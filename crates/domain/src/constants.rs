//! Application constants
//!
//! Storage keys, provider endpoint paths and protocol literals shared by
//! every layer.

// Persisted session keys (one per session field)
pub const KEY_ACCESS_TOKEN: &str = "accessToken";
pub const KEY_REFRESH_TOKEN: &str = "refreshToken";
pub const KEY_ID_TOKEN: &str = "idToken";
pub const KEY_CODE_VERIFIER: &str = "codeVerifier";
pub const KEY_STATE: &str = "state";
pub const KEY_STATE_MODE: &str = "stateMode";
pub const KEY_FLOW: &str = "flow";
pub const KEY_PROMPT: &str = "prompt";
pub const KEY_CLIENT_AUTH_METHOD: &str = "clientAuthMethod";

/// Every key owned by the session, in field order
pub const SESSION_KEYS: [&str; 9] = [
    KEY_ACCESS_TOKEN,
    KEY_REFRESH_TOKEN,
    KEY_ID_TOKEN,
    KEY_CODE_VERIFIER,
    KEY_STATE,
    KEY_STATE_MODE,
    KEY_FLOW,
    KEY_PROMPT,
    KEY_CLIENT_AUTH_METHOD,
];

// Provider endpoint paths (relative to the configured base URL)
pub const AUTHORIZE_PATH: &str = "/oauth/authorize";
pub const TOKEN_PATH: &str = "/oauth/token";
pub const INTROSPECTION_PATH: &str = "/oauth/token_info";
pub const REVOCATION_PATH: &str = "/oauth/token/revoke";
pub const USERINFO_PATH: &str = "/oauth/userinfo";

/// Fixed scope requested by the authorization and client-credentials grants
pub const DEFAULT_SCOPE: &str = "email profile";

// Grant types
pub const GRANT_AUTHORIZATION_CODE: &str = "authorization_code";
pub const GRANT_REFRESH_TOKEN: &str = "refresh_token";
pub const GRANT_CLIENT_CREDENTIALS: &str = "client_credentials";

/// Prompt values offered as toggles; custom values are accepted too
pub const KNOWN_PROMPT_VALUES: [&str; 4] = ["none", "login", "consent", "select_account"];

// Configuration defaults
pub const DEFAULT_SESSION_PATH: &str = ".flowlab/session.json";
pub const DEFAULT_HTTP_TIMEOUT_SECS: u64 = 30;
pub const DEFAULT_USER_AGENT: &str = concat!("flowlab/", env!("CARGO_PKG_VERSION"));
○ ○ ○ ○
PROBLEM TO SOLVE -
Check each line above for the word "paths". Then state how many lines contain it, and nothing more.

OUTPUT BELOW -
2